MARCO presenta con gran beneplácito la exposición La forma y la memoria de la excepcional fotógrafa Graciela Iturbide, cuya obra se erige hoy como una de las aportaciones culminantes del arte fotográfico mexicano. Noventa y tres fotografías, realizadas entre 1969 y 1996, constituyen esta muestra de una artista que, partiendo de una mirada nutrida en la tierra nativa de paisajes y ciudades, de pueblos y barrios, de hombres y mujeres, emprende con vigor transparente un verdadero viaje interior sobre otras geografías y grupos humanos. Graciela Iturbide nos restituye la capacidad de sorprender, en todas las latitudes, el prisma de la multiplicidad de las sensaciones, de la inagotabilidad de lo posible.

DURACIÓN:De febrero a agosto, 1996.
NUMERO DE OBRAS: 93 fotografías en blanco y negro.
CURADURIA Y MUSEOGRAFIA: Miguel Cervantes.


PRESENTACION
Por Fernando Treviño. Director General de MARCO

La fotografía mexicana del siglo XX ha atraído, en el mundo, una atención que parece suscitada por un viaje de descubrimiento. Durante los últimos 100 años, la variedad geográfica y cultural de México -gran tópico de lo viajero del siglo pasado, pero también desafío de la unidad política del País y, en este siglo, de las contrariedades de su modernización -se ha ido vertiendo, mediante el uso de la cámara, en una exploración visual y estética en la que la preocupación por "lo mexicano" cedió pronto su sitio a descubrimientos más sustanciales: la diferencia étnica, social y geográfica, con su riqueza de contenidos, triunfa por sobre la identidad sin extinguirla.

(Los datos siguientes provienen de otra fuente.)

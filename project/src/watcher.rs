//! File watching for loaded projects.
//!
//! Each subscription ties a project to either one file (the project file, the
//! restore lock file) or a directory plus item globs. Any matching change sends
//! the project path down the requeue channel. OS watches are shared and
//! reference counted per directory.

use std::collections::HashMap;
use std::path::{Path, PathBuf};
use std::sync::{Arc, Mutex, MutexGuard, PoisonError, Weak};

use globset::{GlobBuilder, GlobSet, GlobSetBuilder};
use notify::event::ModifyKind;
use notify::{Event, EventKind, RecommendedWatcher, RecursiveMode, Watcher};
use tokio::sync::mpsc;

use projsys_types::FileGlobs;

#[derive(Debug, Clone, Copy, PartialEq, Eq)]
pub enum FileChangeKind {
    Created,
    Changed,
    Deleted,
}

/// What a subscription watches.
#[derive(Debug, Clone)]
pub enum WatchTarget {
    /// One file; any change to it counts.
    File(PathBuf),
    /// Files under `root` matched by item globs; only files appearing or
    /// disappearing count.
    Globs { root: PathBuf, globs: Vec<FileGlobs> },
}

enum Matcher {
    File(PathBuf),
    Globs { include: GlobSet, exclude: GlobSet },
}

impl Matcher {
    fn matches(&self, path: &Path, kind: FileChangeKind) -> bool {
        match self {
            Self::File(file) => file == path,
            Self::Globs { include, exclude } => {
                kind != FileChangeKind::Changed && include.is_match(path) && !exclude.is_match(path)
            }
        }
    }
}

struct Subscriber {
    project: PathBuf,
    matcher: Matcher,
    os_path: Option<PathBuf>,
}

struct OsWatch {
    holders: usize,
    recursive: bool,
}

#[derive(Default)]
struct Registry {
    next_id: u64,
    subscribers: HashMap<u64, Subscriber>,
    os_watches: HashMap<PathBuf, OsWatch>,
}

struct Shared {
    registry: Mutex<Registry>,
    requeue_tx: mpsc::UnboundedSender<PathBuf>,
}

impl Shared {
    fn registry(&self) -> MutexGuard<'_, Registry> {
        self.registry.lock().unwrap_or_else(PoisonError::into_inner)
    }

    fn route(&self, path: &Path, kind: FileChangeKind) {
        let projects: Vec<PathBuf> = self
            .registry()
            .subscribers
            .values()
            .filter(|s| s.matcher.matches(path, kind))
            .map(|s| s.project.clone())
            .collect();
        for project in projects {
            tracing::debug!(
                project = %project.display(),
                changed = %path.display(),
                ?kind,
                "watched file changed"
            );
            let _ = self.requeue_tx.send(project);
        }
    }
}

struct WatcherInner {
    shared: Arc<Shared>,
    os: Option<Mutex<RecommendedWatcher>>,
}

/// Routes file system changes to the projects that depend on them.
#[derive(Clone)]
pub struct ProjectFileWatcher {
    inner: Arc<WatcherInner>,
}

impl ProjectFileWatcher {
    /// Start an OS-backed watcher. The receiver yields project paths to reload.
    pub fn new() -> notify::Result<(Self, mpsc::UnboundedReceiver<PathBuf>)> {
        let (requeue_tx, requeue_rx) = mpsc::unbounded_channel();
        let shared = Arc::new(Shared {
            registry: Mutex::default(),
            requeue_tx,
        });

        let routed = Arc::clone(&shared);
        let os = notify::recommended_watcher(move |result: notify::Result<Event>| match result {
            Ok(event) => {
                let Some(kind) = change_kind(&event.kind) else {
                    return;
                };
                for path in &event.paths {
                    routed.route(path, kind);
                }
            }
            Err(e) => tracing::warn!("file watcher error: {e}"),
        })?;

        Ok((
            Self {
                inner: Arc::new(WatcherInner {
                    shared,
                    os: Some(Mutex::new(os)),
                }),
            },
            requeue_rx,
        ))
    }

    /// A watcher with no OS backing; changes arrive only via [`file_changed`](Self::file_changed).
    #[must_use]
    pub fn detached() -> (Self, mpsc::UnboundedReceiver<PathBuf>) {
        let (requeue_tx, requeue_rx) = mpsc::unbounded_channel();
        let shared = Arc::new(Shared {
            registry: Mutex::default(),
            requeue_tx,
        });
        (
            Self {
                inner: Arc::new(WatcherInner { shared, os: None }),
            },
            requeue_rx,
        )
    }

    /// Report a change observed elsewhere (e.g. pushed by the client).
    pub fn file_changed(&self, path: &Path, kind: FileChangeKind) {
        self.inner.shared.route(path, kind);
    }

    /// Watch `target` on behalf of `project` until the subscription is dropped.
    #[must_use]
    pub fn watch(&self, project: &Path, target: WatchTarget) -> WatchSubscription {
        let (matcher, os_path, recursive) = match target {
            WatchTarget::File(file) => {
                let parent = file.parent().filter(|p| p.is_dir()).map(Path::to_path_buf);
                (Matcher::File(file), parent, false)
            }
            WatchTarget::Globs { root, globs } => {
                let (include, exclude) = build_globsets(&root, &globs);
                let os_path = root.is_dir().then_some(root);
                (Matcher::Globs { include, exclude }, os_path, true)
            }
        };

        let (id, os_mode) = {
            let mut registry = self.inner.shared.registry();
            registry.next_id += 1;
            let id = registry.next_id;
            let os_mode = os_path
                .as_deref()
                .and_then(|path| registry.acquire(path, recursive));
            registry.subscribers.insert(
                id,
                Subscriber {
                    project: project.to_path_buf(),
                    matcher,
                    os_path: os_path.clone(),
                },
            );
            (id, os_mode)
        };

        // Never call into the OS watcher with the registry held: its event
        // thread may be blocked routing an event through the same lock.
        if let (Some(path), Some(mode)) = (os_path, os_mode) {
            self.inner.with_os(|os| {
                if let Err(e) = os.watch(&path, mode) {
                    tracing::debug!(path = %path.display(), "cannot watch: {e}");
                }
            });
        }

        WatchSubscription {
            id,
            watcher: Arc::downgrade(&self.inner),
        }
    }

    /// Number of live subscriptions.
    #[must_use]
    pub fn subscription_count(&self) -> usize {
        self.inner.shared.registry().subscribers.len()
    }
}

impl Registry {
    /// Count a holder for `path`; returns the mode to (re)watch with, if any.
    fn acquire(&mut self, path: &Path, recursive: bool) -> Option<RecursiveMode> {
        let entry = self.os_watches.entry(path.to_path_buf()).or_insert(OsWatch {
            holders: 0,
            recursive: false,
        });
        entry.holders += 1;
        let needs_watch = entry.holders == 1 || (recursive && !entry.recursive);
        entry.recursive |= recursive;
        needs_watch.then_some(if entry.recursive {
            RecursiveMode::Recursive
        } else {
            RecursiveMode::NonRecursive
        })
    }

    /// Drop subscriber `id`; returns a path that no longer needs an OS watch.
    fn release(&mut self, id: u64) -> Option<PathBuf> {
        let path = self.subscribers.remove(&id)?.os_path?;
        let watch = self.os_watches.get_mut(&path)?;
        watch.holders -= 1;
        if watch.holders > 0 {
            return None;
        }
        self.os_watches.remove(&path);
        Some(path)
    }
}

impl WatcherInner {
    fn with_os(&self, f: impl FnOnce(&mut RecommendedWatcher)) {
        if let Some(os) = &self.os {
            f(&mut os.lock().unwrap_or_else(PoisonError::into_inner));
        }
    }

    fn release(&self, id: u64) {
        let unwatch = self.shared.registry().release(id);
        if let Some(path) = unwatch {
            self.with_os(|os| {
                if let Err(e) = os.unwatch(&path) {
                    tracing::debug!(path = %path.display(), "cannot unwatch: {e}");
                }
            });
        }
    }
}

/// Keeps one watch alive. Dropping it stops routing for that target.
pub struct WatchSubscription {
    id: u64,
    watcher: Weak<WatcherInner>,
}

impl Drop for WatchSubscription {
    fn drop(&mut self) {
        if let Some(inner) = self.watcher.upgrade() {
            inner.release(self.id);
        }
    }
}

fn change_kind(kind: &EventKind) -> Option<FileChangeKind> {
    match kind {
        EventKind::Create(_) => Some(FileChangeKind::Created),
        EventKind::Remove(_) => Some(FileChangeKind::Deleted),
        // A rename is a file vanishing from one path and appearing at another.
        EventKind::Modify(ModifyKind::Name(_)) => Some(FileChangeKind::Created),
        EventKind::Modify(_) => Some(FileChangeKind::Changed),
        _ => None,
    }
}

/// Include globs, and exclude plus remove globs, anchored at `root`.
fn build_globsets(root: &Path, globs: &[FileGlobs]) -> (GlobSet, GlobSet) {
    let mut include = GlobSetBuilder::new();
    let mut exclude = GlobSetBuilder::new();
    for set in globs {
        for pattern in &set.includes {
            add_glob(&mut include, root, pattern);
        }
        for pattern in set.excludes.iter().chain(&set.removes) {
            add_glob(&mut exclude, root, pattern);
        }
    }
    let build = |builder: GlobSetBuilder| {
        builder.build().unwrap_or_else(|e| {
            tracing::warn!(root = %root.display(), "invalid item globs: {e}");
            GlobSet::empty()
        })
    };
    (build(include), build(exclude))
}

fn add_glob(builder: &mut GlobSetBuilder, root: &Path, pattern: &str) {
    let pattern = pattern.replace('\\', "/");
    let anchored = if Path::new(&pattern).is_absolute() {
        pattern
    } else {
        format!("{}/{pattern}", root.display().to_string().trim_end_matches('/'))
    };
    match GlobBuilder::new(&anchored).literal_separator(true).build() {
        Ok(glob) => {
            builder.add(glob);
        }
        Err(e) => tracing::debug!(pattern = %anchored, "skipping item glob: {e}"),
    }
}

Los fotógrafos mexicanos, "contemporáneos de todos los hombres" -como quiere el proverbio de la cultura moderna-, son viajeros por excelencia. A los notables aunque escasos acervos de fotografía de estudio que se conservan del Porfiriato, la Revolución sobrepuso una voluntad de registrar la vida en curso. Ese ímpetu no ha cesado. A lo largo del siglo, la fotografía ha venido documentando, pero también creando nuestra visión de nosotros mismos y del mundo.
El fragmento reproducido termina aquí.